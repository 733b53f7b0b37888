//! YAML configuration for the Facet pipeline.
//!
//! Every stage reads its section from one file; missing sections and fields
//! take their defaults, so an empty `version: "1"` document is a working
//! in-memory configuration.
//!
//! ## Example YAML Configuration
//!
//! ```yaml
//! version: "1.0"
//! name: "umls-2024aa"
//!
//! ngram:
//!   size: 3
//!   boundary_length: 0
//!   mode: character
//!
//! matcher:
//!   similarity: jaccard
//!   threshold: 0.7
//!   cache_capacity: 4096
//!
//! resolver:
//!   window: 5
//!   overlap_policy: score
//!   min_match_length: 3
//!   best_match: true
//!   accepted_semtypes: [default]
//!   span_strategy: token_sequences
//!
//! canonical:
//!   lowercase: true
//!   normalize_unicode: true
//!   strip_diacritics: true
//!   tokenizer: alphanumeric
//!
//! store:
//!   backend:
//!     kind: redb
//!     path: "/var/lib/facet/umls.redb"
//!   mode: read_write
//!   serializer:
//!     kind: bincode
//!   compression:
//!     codec: zstd
//!     level: 3
//!
//! install:
//!   batch_size: 500
//!   language: ENG
//!   source_format: umls
//!
//! output:
//!   format: json
//! ```

use std::fs;
use std::path::Path;

use canonical::CanonicalConfig;
use concepts::ResolverConfig;
use index::IndexConfig;
use matcher::MatchConfig;
use ngram::NgramConfig;
use serde::{Deserialize, Serialize};
use store::{AccessMode, BackendConfig, Compression, Serializer};
use thiserror::Error;

use crate::format::OutputFormat;

/// Errors that can occur when loading YAML configuration files
#[derive(Debug, Error)]
pub enum ConfigLoadError {
    #[error("failed to read config file: {0}")]
    FileRead(#[from] std::io::Error),

    #[error("failed to parse YAML: {0}")]
    YamlParse(#[from] serde_yaml::Error),

    #[error("validation error: {0}")]
    Validation(String),

    #[error("unsupported config version: {0}")]
    UnsupportedVersion(String),
}

/// Top-level configuration for installing and matching.
#[derive(Debug, Clone, Serialize, Deserialize, PartialEq)]
pub struct FacetConfig {
    /// Configuration format version
    #[serde(default = "default_version")]
    pub version: String,

    #[serde(default)]
    pub name: Option<String>,

    #[serde(default)]
    pub ngram: NgramConfig,

    #[serde(default)]
    pub matcher: MatchConfig,

    #[serde(default)]
    pub resolver: ResolverConfig,

    #[serde(default)]
    pub canonical: CanonicalConfig,

    #[serde(default)]
    pub store: StoreSection,

    #[serde(default)]
    pub install: InstallConfig,

    #[serde(default)]
    pub output: OutputSection,
}

impl FacetConfig {
    /// Load a YAML configuration file from the given path
    pub fn from_file<P: AsRef<Path>>(path: P) -> Result<Self, ConfigLoadError> {
        let content = fs::read_to_string(path)?;
        Self::from_yaml(&content)
    }

    /// Parse and validate YAML configuration from a string
    pub fn from_yaml(yaml: &str) -> Result<Self, ConfigLoadError> {
        let config: FacetConfig = serde_yaml::from_str(yaml)?;
        config.validate()?;
        Ok(config)
    }

    pub fn to_yaml(&self) -> Result<String, ConfigLoadError> {
        Ok(serde_yaml::to_string(self)?)
    }

    pub fn with_ngram(mut self, ngram: NgramConfig) -> Self {
        self.ngram = ngram;
        self
    }

    pub fn with_matcher(mut self, matcher: MatchConfig) -> Self {
        self.matcher = matcher;
        self
    }

    pub fn with_resolver(mut self, resolver: ResolverConfig) -> Self {
        self.resolver = resolver;
        self
    }

    pub fn with_canonical(mut self, canonical: CanonicalConfig) -> Self {
        self.canonical = canonical;
        self
    }

    pub fn with_store(mut self, store: StoreSection) -> Self {
        self.store = store;
        self
    }

    pub fn with_install(mut self, install: InstallConfig) -> Self {
        self.install = install;
        self
    }

    /// Check every section; the first problem found is reported.
    pub fn validate(&self) -> Result<(), ConfigLoadError> {
        match self.version.as_str() {
            "1.0" | "1" => Ok(()),
            v => Err(ConfigLoadError::UnsupportedVersion(v.to_string())),
        }?;

        self.ngram.validate().map_err(validation)?;
        self.matcher.validate().map_err(validation)?;
        self.resolver.validate().map_err(validation)?;
        self.store.index_config().validate().map_err(validation)?;
        self.install.validate()?;
        Ok(())
    }
}

impl Default for FacetConfig {
    fn default() -> Self {
        Self {
            version: default_version(),
            name: None,
            ngram: NgramConfig::default(),
            matcher: MatchConfig::default(),
            resolver: ResolverConfig::default(),
            canonical: CanonicalConfig::default(),
            store: StoreSection::default(),
            install: InstallConfig::default(),
            output: OutputSection::default(),
        }
    }
}

/// Where the feature index and the concept dictionary live, and how their
/// values are encoded.
#[derive(Debug, Clone, Serialize, Deserialize, PartialEq, Eq, Default)]
pub struct StoreSection {
    /// In-memory unless set; installs into it are lost on exit.
    #[serde(default)]
    pub backend: BackendConfig,

    #[serde(default)]
    pub mode: AccessMode,

    /// Index value encoding. The dictionary falls back to JSON when this is
    /// `delimited`, which cannot hold records.
    #[serde(default)]
    pub serializer: Serializer,

    #[serde(default)]
    pub compression: Compression,
}

impl StoreSection {
    pub fn with_backend(mut self, backend: BackendConfig) -> Self {
        self.backend = backend;
        self
    }

    pub fn with_mode(mut self, mode: AccessMode) -> Self {
        self.mode = mode;
        self
    }

    pub fn with_serializer(mut self, serializer: Serializer) -> Self {
        self.serializer = serializer;
        self
    }

    pub fn with_compression(mut self, compression: Compression) -> Self {
        self.compression = compression;
        self
    }

    pub(crate) fn index_config(&self) -> IndexConfig {
        IndexConfig::new()
            .with_serializer(self.serializer)
            .with_compression(self.compression)
    }

    pub(crate) fn dictionary_serializer(&self) -> Serializer {
        if self.serializer.supports_records() {
            self.serializer
        } else {
            Serializer::Json
        }
    }
}

/// Dictionary source layout.
#[derive(Debug, Clone, Copy, Default, PartialEq, Eq, Serialize, Deserialize)]
#[serde(rename_all = "snake_case")]
pub enum SourceFormat {
    /// One `term|cui|semtypes[|preferred]` row per line.
    #[default]
    Triples,
    /// A UMLS `META` directory holding `MRCONSO.RRF` and `MRSTY.RRF`.
    Umls,
}

#[derive(Debug, Clone, Serialize, Deserialize, PartialEq, Eq)]
pub struct InstallConfig {
    /// Rows per install batch; also the store write batch size.
    #[serde(default = "default_batch_size")]
    pub batch_size: usize,

    /// UMLS language code kept from MRCONSO.
    #[serde(default = "default_language")]
    pub language: String,

    #[serde(default)]
    pub source_format: SourceFormat,

    #[serde(default = "default_delimiter")]
    pub delimiter: char,
}

impl InstallConfig {
    pub fn with_batch_size(mut self, batch_size: usize) -> Self {
        self.batch_size = batch_size;
        self
    }

    pub fn with_language(mut self, language: impl Into<String>) -> Self {
        self.language = language.into();
        self
    }

    pub fn with_source_format(mut self, source_format: SourceFormat) -> Self {
        self.source_format = source_format;
        self
    }

    pub fn with_delimiter(mut self, delimiter: char) -> Self {
        self.delimiter = delimiter;
        self
    }

    fn validate(&self) -> Result<(), ConfigLoadError> {
        if self.batch_size == 0 {
            return Err(ConfigLoadError::Validation(
                "install.batch_size must be greater than zero".into(),
            ));
        }
        if self.language.trim().is_empty() {
            return Err(ConfigLoadError::Validation(
                "install.language must not be empty".into(),
            ));
        }
        if !self.delimiter.is_ascii() || self.delimiter.is_ascii_whitespace() {
            return Err(ConfigLoadError::Validation(format!(
                "install.delimiter must be a visible ASCII character, got {:?}",
                self.delimiter
            )));
        }
        Ok(())
    }
}

impl Default for InstallConfig {
    fn default() -> Self {
        Self {
            batch_size: default_batch_size(),
            language: default_language(),
            source_format: SourceFormat::default(),
            delimiter: default_delimiter(),
        }
    }
}

#[derive(Debug, Clone, Copy, Serialize, Deserialize, PartialEq, Eq, Default)]
pub struct OutputSection {
    #[serde(default)]
    pub format: OutputFormat,
}

fn validation<E: std::fmt::Display>(err: E) -> ConfigLoadError {
    ConfigLoadError::Validation(err.to_string())
}

fn default_version() -> String {
    "1.0".to_string()
}
fn default_batch_size() -> usize {
    500
}
fn default_language() -> String {
    "ENG".to_string()
}
fn default_delimiter() -> char {
    '|'
}

#[cfg(test)]
mod tests {
    use super::*;
    use concepts::OverlapPolicy;
    use similarity::Similarity;
    use std::io::Write;
    use tempfile::NamedTempFile;

    #[test]
    fn test_minimal_yaml_uses_defaults() {
        let config = FacetConfig::from_yaml("version: \"1\"\n").unwrap();
        assert_eq!(config.ngram.size, 3);
        assert_eq!(config.ngram.boundary_length, 0);
        assert_eq!(config.matcher.similarity, Similarity::Jaccard);
        assert_eq!(config.matcher.threshold, 0.7);
        assert_eq!(config.resolver.window, 5);
        assert_eq!(config.resolver.overlap_policy, OverlapPolicy::Score);
        assert_eq!(config.store.backend, BackendConfig::InMemory);
        assert_eq!(config.install.batch_size, 500);
        assert_eq!(config.install.language, "ENG");
        assert_eq!(config.output.format, OutputFormat::Json);
    }

    #[test]
    fn test_full_yaml() {
        let yaml = r#"
version: "1.0"
name: "production"
ngram:
  size: 4
  boundary_length: 1
matcher:
  similarity: cosine
  threshold: 0.85
  cache_capacity: 128
resolver:
  window: 3
  overlap_policy: length
  accepted_semtypes: [default, T999]
  span_strategy: filtered
canonical:
  strip_diacritics: true
  tokenizer: whitespace
store:
  backend:
    kind: sqlite
    path: "/tmp/facet.sqlite"
  mode: read_only
  serializer:
    kind: delimited
  compression:
    codec: zstd
install:
  batch_size: 1000
  source_format: umls
output:
  format: csv
"#;
        let config = FacetConfig::from_yaml(yaml).unwrap();
        assert_eq!(config.name.as_deref(), Some("production"));
        assert_eq!(config.ngram.size, 4);
        assert_eq!(config.matcher.similarity, Similarity::Cosine);
        assert_eq!(config.matcher.cache_capacity, 128);
        assert_eq!(config.resolver.overlap_policy, OverlapPolicy::Length);
        assert_eq!(config.store.backend, BackendConfig::sqlite("/tmp/facet.sqlite"));
        assert_eq!(config.store.mode, AccessMode::ReadOnly);
        assert_eq!(config.store.serializer, Serializer::delimited());
        assert_eq!(config.store.dictionary_serializer(), Serializer::Json);
        assert_eq!(config.store.compression, Compression::zstd());
        assert_eq!(config.install.source_format, SourceFormat::Umls);
        assert_eq!(config.output.format, OutputFormat::Csv);
    }

    #[test]
    fn test_load_from_file() {
        let mut temp_file = NamedTempFile::new().unwrap();
        temp_file
            .write_all(b"version: \"1.0\"\nmatcher:\n  similarity: dice\n")
            .unwrap();
        let config = FacetConfig::from_file(temp_file.path()).unwrap();
        assert_eq!(config.matcher.similarity, Similarity::Dice);
    }

    #[test]
    fn test_output_format_xml() {
        let config = FacetConfig::from_yaml("version: \"1\"\noutput:\n  format: xml\n").unwrap();
        assert_eq!(config.output.format, OutputFormat::Xml);
    }

    #[test]
    fn test_missing_file_is_read_error() {
        let err = FacetConfig::from_file("/nonexistent/facet.yaml").unwrap_err();
        assert!(matches!(err, ConfigLoadError::FileRead(_)));
    }

    #[test]
    fn test_invalid_values_are_rejected() {
        for (yaml, needle) in [
            ("version: \"2\"\n", "unsupported config version"),
            ("matcher:\n  threshold: 1.5\n", "threshold"),
            ("matcher:\n  threshold: 0\n", "threshold"),
            ("ngram:\n  size: 0\n", "size"),
            ("resolver:\n  window: 0\n", "window"),
            ("install:\n  batch_size: 0\n", "batch_size"),
            (
                "store:\n  compression:\n    codec: zstd\n    level: 40\n",
                "zstd level",
            ),
        ] {
            let err = FacetConfig::from_yaml(yaml).expect_err(yaml);
            assert!(
                err.to_string().contains(needle),
                "{yaml:?} -> {err}"
            );
        }
    }

    #[test]
    fn test_unknown_metric_is_parse_error() {
        let err = FacetConfig::from_yaml("matcher:\n  similarity: levenshtein\n").unwrap_err();
        assert!(matches!(err, ConfigLoadError::YamlParse(_)));
    }

    #[test]
    fn test_yaml_roundtrip() {
        let config = FacetConfig::default().with_install(
            InstallConfig::default()
                .with_batch_size(64)
                .with_source_format(SourceFormat::Umls),
        );
        let yaml = config.to_yaml().unwrap();
        assert_eq!(FacetConfig::from_yaml(&yaml).unwrap(), config);
    }
}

◆ **Task to complete**: What is needed is the number of lines in the data that hold the word "crate", and nothing more.

◆ **Result for this task**: 3